- WORK INSTRUCTIONS -
Please set down exactly the lines of the listing below from the line containing "for the invalidate/rebuild" through the line containing "pub fn search(&self, query: &str)", both lines included, leaving out all other lines.

- SOURCE RECORDS -
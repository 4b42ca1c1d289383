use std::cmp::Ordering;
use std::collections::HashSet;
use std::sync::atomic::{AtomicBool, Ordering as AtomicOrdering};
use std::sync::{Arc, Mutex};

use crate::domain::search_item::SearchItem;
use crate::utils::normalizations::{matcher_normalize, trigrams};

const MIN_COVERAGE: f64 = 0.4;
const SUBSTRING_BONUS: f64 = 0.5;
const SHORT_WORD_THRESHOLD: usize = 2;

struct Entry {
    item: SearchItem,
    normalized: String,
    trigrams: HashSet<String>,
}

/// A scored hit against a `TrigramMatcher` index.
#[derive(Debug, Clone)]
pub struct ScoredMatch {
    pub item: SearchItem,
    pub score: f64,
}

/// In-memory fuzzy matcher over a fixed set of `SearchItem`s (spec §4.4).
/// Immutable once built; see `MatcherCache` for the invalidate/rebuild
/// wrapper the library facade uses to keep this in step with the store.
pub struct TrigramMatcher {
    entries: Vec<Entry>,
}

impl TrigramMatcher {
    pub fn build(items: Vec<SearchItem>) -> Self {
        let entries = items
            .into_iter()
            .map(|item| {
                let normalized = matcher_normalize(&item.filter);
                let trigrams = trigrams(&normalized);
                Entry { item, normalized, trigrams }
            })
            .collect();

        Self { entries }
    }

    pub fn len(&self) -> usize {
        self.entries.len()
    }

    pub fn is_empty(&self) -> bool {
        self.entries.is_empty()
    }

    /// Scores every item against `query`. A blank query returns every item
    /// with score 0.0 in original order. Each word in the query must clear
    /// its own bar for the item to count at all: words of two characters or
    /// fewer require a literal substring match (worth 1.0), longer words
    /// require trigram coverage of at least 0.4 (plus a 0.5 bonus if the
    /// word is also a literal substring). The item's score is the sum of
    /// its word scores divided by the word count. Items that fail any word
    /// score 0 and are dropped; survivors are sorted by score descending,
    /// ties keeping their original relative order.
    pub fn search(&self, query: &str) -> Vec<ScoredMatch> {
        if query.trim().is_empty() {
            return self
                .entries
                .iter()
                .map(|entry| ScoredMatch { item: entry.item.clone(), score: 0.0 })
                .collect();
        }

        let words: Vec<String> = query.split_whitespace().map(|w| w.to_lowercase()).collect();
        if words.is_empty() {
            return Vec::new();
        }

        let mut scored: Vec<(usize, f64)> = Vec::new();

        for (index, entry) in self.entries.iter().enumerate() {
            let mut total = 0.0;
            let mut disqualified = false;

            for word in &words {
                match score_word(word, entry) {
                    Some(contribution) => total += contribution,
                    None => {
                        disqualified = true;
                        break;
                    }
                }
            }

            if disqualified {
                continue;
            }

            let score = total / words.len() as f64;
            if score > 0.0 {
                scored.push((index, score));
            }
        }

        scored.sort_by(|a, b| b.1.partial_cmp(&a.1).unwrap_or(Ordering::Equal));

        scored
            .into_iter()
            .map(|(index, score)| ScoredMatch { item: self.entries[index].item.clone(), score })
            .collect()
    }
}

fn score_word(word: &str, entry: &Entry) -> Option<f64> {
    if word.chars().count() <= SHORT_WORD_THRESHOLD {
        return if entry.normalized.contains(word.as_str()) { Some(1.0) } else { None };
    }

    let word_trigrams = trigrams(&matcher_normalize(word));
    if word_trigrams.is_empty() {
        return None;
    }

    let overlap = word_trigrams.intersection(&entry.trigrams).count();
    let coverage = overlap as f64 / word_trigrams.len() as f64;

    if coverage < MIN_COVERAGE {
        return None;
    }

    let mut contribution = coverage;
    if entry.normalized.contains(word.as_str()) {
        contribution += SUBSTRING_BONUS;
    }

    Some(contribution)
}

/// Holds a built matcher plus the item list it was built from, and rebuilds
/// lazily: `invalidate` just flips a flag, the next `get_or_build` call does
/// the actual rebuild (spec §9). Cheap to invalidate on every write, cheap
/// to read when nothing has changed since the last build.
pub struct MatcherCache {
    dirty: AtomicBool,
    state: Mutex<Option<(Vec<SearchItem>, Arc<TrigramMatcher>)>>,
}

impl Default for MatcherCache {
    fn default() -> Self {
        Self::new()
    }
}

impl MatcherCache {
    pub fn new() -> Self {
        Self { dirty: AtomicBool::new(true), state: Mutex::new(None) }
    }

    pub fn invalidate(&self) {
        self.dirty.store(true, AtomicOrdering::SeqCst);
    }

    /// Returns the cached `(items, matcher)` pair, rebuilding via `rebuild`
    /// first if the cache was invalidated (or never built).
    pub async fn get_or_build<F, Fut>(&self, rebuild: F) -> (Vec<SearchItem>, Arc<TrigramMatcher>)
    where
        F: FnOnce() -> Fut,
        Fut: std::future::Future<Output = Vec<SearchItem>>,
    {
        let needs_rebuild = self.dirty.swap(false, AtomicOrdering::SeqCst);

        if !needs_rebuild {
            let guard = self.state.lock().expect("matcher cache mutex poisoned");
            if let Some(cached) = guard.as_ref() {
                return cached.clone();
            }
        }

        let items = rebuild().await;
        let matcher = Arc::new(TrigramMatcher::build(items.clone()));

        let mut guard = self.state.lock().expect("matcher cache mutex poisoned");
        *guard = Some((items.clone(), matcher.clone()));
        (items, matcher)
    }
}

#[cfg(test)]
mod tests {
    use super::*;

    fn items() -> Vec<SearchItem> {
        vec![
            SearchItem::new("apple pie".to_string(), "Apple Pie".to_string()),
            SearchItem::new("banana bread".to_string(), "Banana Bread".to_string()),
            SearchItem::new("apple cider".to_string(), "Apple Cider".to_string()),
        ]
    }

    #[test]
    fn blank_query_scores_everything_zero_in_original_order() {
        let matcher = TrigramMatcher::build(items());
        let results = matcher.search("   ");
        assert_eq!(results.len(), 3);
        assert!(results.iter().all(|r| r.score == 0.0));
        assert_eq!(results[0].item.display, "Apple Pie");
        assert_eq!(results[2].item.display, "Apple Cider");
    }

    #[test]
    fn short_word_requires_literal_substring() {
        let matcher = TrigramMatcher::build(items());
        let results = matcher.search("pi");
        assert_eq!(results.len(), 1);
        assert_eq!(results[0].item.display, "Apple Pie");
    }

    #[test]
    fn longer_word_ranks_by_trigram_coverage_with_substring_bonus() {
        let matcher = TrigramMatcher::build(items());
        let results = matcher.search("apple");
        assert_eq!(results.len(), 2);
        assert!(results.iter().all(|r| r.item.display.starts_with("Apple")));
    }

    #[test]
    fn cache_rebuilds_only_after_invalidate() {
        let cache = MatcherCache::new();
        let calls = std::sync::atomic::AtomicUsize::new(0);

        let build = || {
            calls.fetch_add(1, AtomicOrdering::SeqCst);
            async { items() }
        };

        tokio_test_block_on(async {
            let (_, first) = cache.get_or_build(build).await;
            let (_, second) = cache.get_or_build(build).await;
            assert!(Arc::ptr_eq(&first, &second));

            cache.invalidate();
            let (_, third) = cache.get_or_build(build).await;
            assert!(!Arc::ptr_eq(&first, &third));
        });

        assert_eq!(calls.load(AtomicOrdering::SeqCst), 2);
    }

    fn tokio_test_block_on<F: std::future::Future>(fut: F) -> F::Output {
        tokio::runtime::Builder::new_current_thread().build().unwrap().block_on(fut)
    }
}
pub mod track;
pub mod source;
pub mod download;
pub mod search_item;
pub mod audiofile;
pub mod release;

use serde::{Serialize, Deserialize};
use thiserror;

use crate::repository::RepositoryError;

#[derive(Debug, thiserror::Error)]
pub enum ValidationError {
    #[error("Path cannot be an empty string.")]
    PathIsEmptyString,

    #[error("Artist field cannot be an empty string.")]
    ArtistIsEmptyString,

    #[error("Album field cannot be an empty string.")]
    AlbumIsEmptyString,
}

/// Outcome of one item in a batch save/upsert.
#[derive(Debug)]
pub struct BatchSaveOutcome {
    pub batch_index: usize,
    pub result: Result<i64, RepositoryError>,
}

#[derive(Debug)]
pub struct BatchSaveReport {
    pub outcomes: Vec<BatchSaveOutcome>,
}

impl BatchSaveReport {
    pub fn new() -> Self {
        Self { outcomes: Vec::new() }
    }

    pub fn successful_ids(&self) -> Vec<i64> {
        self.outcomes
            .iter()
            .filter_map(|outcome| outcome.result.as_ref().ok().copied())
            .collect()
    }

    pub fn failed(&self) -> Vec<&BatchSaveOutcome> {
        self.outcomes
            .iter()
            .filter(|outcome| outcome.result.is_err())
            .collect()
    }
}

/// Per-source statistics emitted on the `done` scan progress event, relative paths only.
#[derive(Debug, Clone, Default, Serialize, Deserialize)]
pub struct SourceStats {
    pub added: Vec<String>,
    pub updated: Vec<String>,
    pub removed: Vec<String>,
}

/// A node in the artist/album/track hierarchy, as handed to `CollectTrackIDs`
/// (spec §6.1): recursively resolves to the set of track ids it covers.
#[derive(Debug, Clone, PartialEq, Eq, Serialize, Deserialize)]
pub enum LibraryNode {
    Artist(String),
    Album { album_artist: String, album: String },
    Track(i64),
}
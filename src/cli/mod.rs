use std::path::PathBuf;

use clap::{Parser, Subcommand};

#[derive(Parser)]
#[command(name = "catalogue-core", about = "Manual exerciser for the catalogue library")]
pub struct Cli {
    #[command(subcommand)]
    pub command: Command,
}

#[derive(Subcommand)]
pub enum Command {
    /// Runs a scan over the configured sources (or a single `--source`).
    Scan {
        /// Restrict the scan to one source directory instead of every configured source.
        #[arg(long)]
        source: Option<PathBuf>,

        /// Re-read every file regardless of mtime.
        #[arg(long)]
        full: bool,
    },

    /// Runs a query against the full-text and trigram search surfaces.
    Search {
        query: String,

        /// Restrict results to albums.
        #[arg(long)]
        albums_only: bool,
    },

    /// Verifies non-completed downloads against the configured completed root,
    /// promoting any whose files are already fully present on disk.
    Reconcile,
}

- OUTPUT FOR THIS EXERCISE -
/// Immutable once built; see `MatcherCache` for the invalidate/rebuild
/// wrapper the library facade uses to keep this in step with the store.
pub struct TrigramMatcher {
    entries: Vec<Entry>,
}

impl TrigramMatcher {
    pub fn build(items: Vec<SearchItem>) -> Self {
        let entries = items
            .into_iter()
            .map(|item| {
                let normalized = matcher_normalize(&item.filter);
                let trigrams = trigrams(&normalized);
                Entry { item, normalized, trigrams }
            })
            .collect();

        Self { entries }
    }

    pub fn len(&self) -> usize {
        self.entries.len()
    }

    pub fn is_empty(&self) -> bool {
        self.entries.is_empty()
    }

    /// Scores every item against `query`. A blank query returns every item
    /// with score 0.0 in original order. Each word in the query must clear
    /// its own bar for the item to count at all: words of two characters or
    /// fewer require a literal substring match (worth 1.0), longer words
    /// require trigram coverage of at least 0.4 (plus a 0.5 bonus if the
    /// word is also a literal substring). The item's score is the sum of
    /// its word scores divided by the word count. Items that fail any word
    /// score 0 and are dropped; survivors are sorted by score descending,
    /// ties keeping their original relative order.
    pub fn search(&self, query: &str) -> Vec<ScoredMatch> {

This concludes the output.